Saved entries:
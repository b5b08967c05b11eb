//! Gradient volume
//!
//! Each voxel holds the negated central-difference intensity gradient in
//! voxel units, so vectors point out of dense material and act as outward
//! surface normals. Components lie in `[-0.5, 0.5]` for normalized intensities and are stored
//! biased by `+0.5` so they fit an unsigned texture format; readers subtract
//! `0.5` again. Outside the grid the encoded value is `0.5` (zero gradient).

use crate::grid::{texture_coordinate, trilinear, Volume, VolumeDims};
use glam::Vec3;

/// Bias added to every gradient component before storage
pub const GRADIENT_BIAS: f32 = 0.5;

/// Encode a signed gradient component into `[0, 1]`
pub fn encode_component(g: f32) -> f32 {
    (g + GRADIENT_BIAS).clamp(0.0, 1.0)
}

/// Decode a stored gradient component
pub fn decode_component(encoded: f32) -> f32 {
    encoded - GRADIENT_BIAS
}

/// Encode a gradient vector component-wise
pub fn encode(g: Vec3) -> Vec3 {
    Vec3::new(encode_component(g.x), encode_component(g.y), encode_component(g.z))
}

/// Decode a stored gradient vector component-wise
pub fn decode(encoded: Vec3) -> Vec3 {
    encoded - Vec3::splat(GRADIENT_BIAS)
}

/// Pre-computed, biased gradient field with the same addressing as [`Volume`]
#[derive(Debug, Clone, PartialEq)]
pub struct GradientVolume {
    dims: VolumeDims,
    encoded: Vec<Vec3>,
}

impl GradientVolume {
    /// Negated central differences of `volume`, reading zero outside the grid
    pub fn from_volume(volume: &Volume) -> Self {
        let dims = volume.dims();
        let mut encoded = Vec::with_capacity(dims.voxel_count());

        for z in 0..dims.depth as i64 {
            for y in 0..dims.height as i64 {
                for x in 0..dims.width as i64 {
                    let g = Vec3::new(
                        volume.texel(x - 1, y, z) - volume.texel(x + 1, y, z),
                        volume.texel(x, y - 1, z) - volume.texel(x, y + 1, z),
                        volume.texel(x, y, z - 1) - volume.texel(x, y, z + 1),
                    ) * 0.5;
                    encoded.push(encode(g));
                }
            }
        }

        Self { dims, encoded }
    }

    pub fn dims(&self) -> VolumeDims {
        self.dims
    }

    /// Encoded (biased) voxel values
    pub fn encoded(&self) -> &[Vec3] {
        &self.encoded
    }

    /// Decoded gradient at a voxel
    pub fn get(&self, x: u32, y: u32, z: u32) -> Vec3 {
        decode(self.encoded[self.dims.index(x, y, z)])
    }

    fn encoded_texel(&self, x: i64, y: i64, z: i64) -> Vec3 {
        if self.dims.contains(x, y, z) {
            self.encoded[self.dims.index(x as u32, y as u32, z as u32)]
        } else {
            Vec3::splat(GRADIENT_BIAS)
        }
    }

    /// Decoded gradient at a volume-local position with aspect correction
    pub fn sample(&self, position: Vec3) -> Vec3 {
        let uvw = texture_coordinate(position, self.dims);
        decode(trilinear(self.dims, uvw, |x, y, z| self.encoded_texel(x, y, z)))
    }

    /// Quantize to interleaved RGB8 for upload
    pub fn to_rgb8(&self) -> Vec<u8> {
        self.encoded
            .iter()
            .flat_map(|g| g.to_array())
            .map(|c| (c * 255.0).round() as u8)
            .collect()
    }
}

#[cfg(test)]
mod tests {
    use super::*;

    #[test]
    fn test_encode_decode_recovers_component() {
        for i in 0..=100 {
            let g = -0.5 + i as f32 / 100.0;
            assert!((decode_component(encode_component(g)) - g).abs() < 1e-6);
        }
    }

    #[test]
    fn test_uniform_volume_interior_has_zero_gradient() {
        let volume = Volume::filled(VolumeDims::cube(5), 0.7).unwrap();
        let gradient = GradientVolume::from_volume(&volume);
        assert_eq!(gradient.get(2, 2, 2), Vec3::ZERO);
        // The zero border makes the outer shell point outwards
        assert!(gradient.get(0, 2, 2).x < 0.0);
        assert!(gradient.get(4, 2, 2).x > 0.0);
    }

    #[test]
    fn test_sampling_outside_decodes_to_zero() {
        let volume = Volume::filled(VolumeDims::cube(4), 1.0).unwrap();
        let gradient = GradientVolume::from_volume(&volume);
        assert_eq!(gradient.sample(Vec3::new(0.0, 3.0, 0.0)), Vec3::ZERO);
    }

    #[test]
    fn test_rgb8_zero_gradient_is_mid_gray() {
        let volume = Volume::filled(VolumeDims::cube(3), 0.0).unwrap();
        let bytes = GradientVolume::from_volume(&volume).to_rgb8();
        assert_eq!(bytes.len(), 27 * 3);
        assert!(bytes.iter().all(|&b| b == 128));
    }
}
use renderer::{AccumulationState, Renderer};
use viewer::{parse_config, render_headless, HeadlessOptions};

const UNIFORM_SKY: &str = r#"
[volume]
phantom = "empty"
size = 8

[photon]
march_budget = 2000

[environment]
uniform = [1.0, 0.5, 0.0]
"#;

#[test]
fn test_headless_empty_volume_shows_uniform_sky() {
    let config = parse_config(UNIFORM_SKY).unwrap();
    let dir = tempfile::tempdir().unwrap();
    let path = dir.path().join("sky.png");

    let options = HeadlessOptions {
        width: 16,
        height: 12,
        frames: 2,
        seed: 7,
        output: Some(path.clone()),
    };
    let tracer = render_headless(&config, &options).unwrap();
    assert_eq!(tracer.sample_count(), 2);
    assert_eq!(tracer.state(), AccumulationState::Accumulating(2));

    let image = image::open(&path).unwrap().to_rgb8();
    assert_eq!(image.dimensions(), (16, 12));
    for (x, y, pixel) in image.enumerate_pixels() {
        assert_eq!(pixel.0, [255, 128, 0], "pixel ({}, {})", x, y);
    }
}

#[test]
fn test_headless_sphere_differs_from_sky() {
    let source = r#"
        [volume]
        phantom = "sphere"
        size = 32
        radius = 0.3

        [camera]
        distance = 2.5

        [photon]
        max_bounce = 4

        [environment]
        uniform = [1.0, 1.0, 1.0]
    "#;
    let config = parse_config(source).unwrap();
    let options = HeadlessOptions {
        width: 24,
        height: 24,
        frames: 4,
        seed: 11,
        output: None,
    };
    let tracer = render_headless(&config, &options).unwrap();

    let corner = tracer.average(0, 0);
    let centre = tracer.average(12, 12);
    println!("corner {:?} centre {:?}", corner, centre);

    // Corner rays miss the box and see the sky directly
    assert!((corner - glam::Vec3::ONE).abs().max_element() < 1e-6);
    // The LUT-coloured surface never reflects more than it receives
    assert!(centre.max_element() <= 1.0 + 1e-5);
}
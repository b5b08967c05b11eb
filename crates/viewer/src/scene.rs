//! Resource loading and headless rendering shared by the window and CLI paths

use crate::camera::OrbitCamera;
use crate::config::ViewerConfig;
use renderer::{CpuPhotonTracer, Renderer};
use std::path::PathBuf;
use std::time::Instant;
use tracing::info;
use volume::ResourceSet;

/// Build the resource set described by the configuration
pub fn build_resources(config: &ViewerConfig) -> anyhow::Result<ResourceSet> {
    let volume = config.volume.build()?;
    let (lo, hi) = volume.range();
    info!(dims = ?volume.dims(), lo, hi, "volume ready");

    Ok(ResourceSet::new()
        .with_volume(volume)
        .with_lut(config.lut.build()?)
        .with_environment(config.environment.build()?))
}

/// Parameters of an offscreen CPU render
#[derive(Debug, Clone)]
pub struct HeadlessOptions {
    pub width: u32,
    pub height: u32,
    /// Accumulation passes to run
    pub frames: u32,
    pub seed: u64,
    pub output: Option<PathBuf>,
}

/// Accumulate `frames` passes with the software tracer and optionally save the result
pub fn render_headless(
    config: &ViewerConfig,
    options: &HeadlessOptions,
) -> anyhow::Result<CpuPhotonTracer> {
    let resources = build_resources(config)?;
    let mut tracer = CpuPhotonTracer::new(resources, config.photon, options.seed)?;
    tracer.clear(options.width, options.height)?;

    let camera = OrbitCamera::new(config.camera.distance, config.camera.fov_degrees);
    let frame = camera.frame_matrices(options.width, options.height);

    let start = Instant::now();
    for pass in 0..options.frames {
        tracer.render(&frame)?;
        if (pass + 1) % 16 == 0 {
            info!(samples = tracer.sample_count(), "headless progress");
        }
    }
    info!(
        samples = tracer.sample_count(),
        elapsed_ms = start.elapsed().as_millis() as u64,
        "headless render finished"
    );

    if let Some(path) = &options.output {
        tracer.save_to_file(path)?;
    }
    Ok(tracer)
}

- **What is needed**
Look above for the line with "Encode a signed" and the line with "pub fn encode(g: Vec3)". Write out those two lines and all the lines between them, exactly, and no others.

- **Answer below**
/// Encode a signed gradient component into `[0, 1]`
pub fn encode_component(g: f32) -> f32 {
    (g + GRADIENT_BIAS).clamp(0.0, 1.0)
}

/// Decode a stored gradient component
pub fn decode_component(encoded: f32) -> f32 {
    encoded - GRADIENT_BIAS
}

/// Encode a gradient vector component-wise
pub fn encode(g: Vec3) -> Vec3 {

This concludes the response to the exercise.